На сцене Концертного зала Чайковского прозвучали Концерт для скрипки с оркестром ре мажор, увертюра-фантазия «Ромео и Джульетта» и симфоническая фантазия «Франческа да Римини».
Исполнительская версия Скрипичного концерта Чайковского Копачинской и Курентзиса известна по диску, записанному ими на лейбле Sony Сlassical (2016) и представившему радикальную трактовку одного из самых репертуарных сочинений Чайковского. Эта новая интрепретация вывернула наизнанку каноны, сложившиеся в исполнении партитуры: штрихи, динамику, темповые балансы, артикуляцию, характер звучания. Вместо эталонной классической ясности, стройности формы и «мраморного» совершенства концерт в концепте Копачинской и Курентзиса предстал в абсолютно ином дискурсе: импровизационно-субьективном, лирическом, связанном с глубинными импульсами музыки Чайковского. Акценты этой версии — в сниженной динамике, сокровенной интонации, легком воздушном звуке, свободном ощущении темпо-ритма, как бесконечной внутренней трансформации, в траурной грусти Канцонетты и горечи утраты, в диком, почти фарсовом «загуле» в финале. Музыкальная логика в записи оказалась захватывающей, выстроенной с ощущением контуров стиля Чайковского, в тонком союзе солистки и оркестра MusicAeterna.

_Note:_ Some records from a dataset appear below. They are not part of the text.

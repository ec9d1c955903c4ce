// SPDX-License-Identifier: BUSL-1.1
// Copyright (c) 2026 Alfred Jean LLC

//! `k=v` trailing-field parsing shared by the client and master protocols.

/// Parses the `[k=v ...]` tail of a protocol line. Fields with no `=` are
/// kept with an empty value rather than rejected — the original mechanisms
/// occasionally send bare flags this way, and a malformed field here should
/// not be promoted to a connection-terminating protocol error.
pub fn parse_kv(fields: &[&str]) -> Vec<(String, String)> {
    fields
        .iter()
        .map(|f| match f.split_once('=') {
            Some((k, v)) => (k.to_string(), v.to_string()),
            None => (f.to_string(), String::new()),
        })
        .collect()
}

/// Renders `k=v` pairs back onto the wire, tab-separated, with a leading
/// tab so callers can simply `write!(line, "{}", render_kv(&fields))`.
pub fn render_kv(fields: &[(String, String)]) -> String {
    fields.iter().map(|(k, v)| format!("\t{k}={v}")).collect()
}

#[cfg(test)]
mod tests {
    use super::*;

    #[test]
    fn parses_key_value_pairs() {
        let parsed = parse_kv(&["user=foo", "service=imap"]);
        assert_eq!(
            parsed,
            vec![("user".to_string(), "foo".to_string()), ("service".to_string(), "imap".to_string())]
        );
    }

    #[test]
    fn bare_flag_keeps_empty_value() {
        assert_eq!(parse_kv(&["nodelay"]), vec![("nodelay".to_string(), String::new())]);
    }

    #[test]
    fn render_round_trips_through_parse() {
        let fields = vec![("user".to_string(), "foo".to_string())];
        let rendered = render_kv(&fields);
        assert_eq!(rendered, "\tuser=foo");
    }
}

В концерте партитура прозвучала более спорно и неровно по звуковым балансам. Сама интонация «сокровеного Чайковского» трансоформировалась здесь в «шоу”: босоногая Патрисия, подпрыгивающая на сцене в экстравагантном фраке, задала другой тон, продвинув свою концепцию дальше. Теперь концерт звучал не только в импровизационной манере, но почти в духе венгерского вербункоша, сочетая медленные темпы со стремительной виртуозной орнаментикой, фигурационными «формулами», приблизительной интонацией. В динамике пианиссимо скрипка местами исчезала в оркестре, фразировка казалась слишком рваной, препарированной, агогика — несколько гипертрофированной. В Канцонетте хрупкость звука достигала предела слышимого — искусный ансамбль с Курентзисом, бесшовно встраивавшим оркестр в угасающий звук скрипичной трели. Финал придал большую целостность общему концепту: лихая танцевальность, яростный темп, кураж сольной скрипки и оркестра создали образ дурманного празднества — шального и горького. А три «биса» Копачинской из корпуса музыки XX-ХХI веков: Лигети, Мийо и Санчеса (с выкриками и репликами солистки) — логично завершили этот экспериментальный музыкальный гештальт.
Две партитуры Чайковского в исполнении MusicAeterna: увертюра «Ромео и Джульетта» и фантазия «Франческо да Римини», представили не столь радикальное, но впечатляющее прочтение музыкальной драматургии композитора. Темные краски, плотные звуковые массивы, контрасты света и мрака, хоралов и демонического «воя» — все средства были использованы Курентзисом для создания образа «Ада» во «Франческе» и враждебного мира в «Ромео и Джульетте». В шекспировском сюжете любовь не торжествовала ни на миг, постоянно обрываясь тяжелыми ударами и вздыбленными тутти оркестра. Тема вражды, фатума нависала над нежно раскачивающимися, как «душа в колыбели», скрипками, оборачивалась траурным мотивом, завершаясь мрачными ударами, отсекающими всякую надежду даже на потустороннее торжество любви. Во «Франческе да Римини» образ адского мрака выступал из темного низкого фона оркестра, «подземного» гула, материализуясь в громоподобные звуковые очертания с жутким порханием скрипок, накатами тутти и тяжелым оплетающим воем медных. Только в теме любви Паоло и Франчески Курентзис раздвигал это плотное месиво звука, освобождая пространство для соло кларнета, нежных всплесков арф, струящихся скрипок, поднимающихся до патетического звучания. Но в финале налетал новый вихрь адских образов, еще более экспрессивных — мрачных, зловещих, громких. И это было то самое музыкальное визионерство, которое от Курентзиса обычно ждут, и которое он, как обычно, публике представил.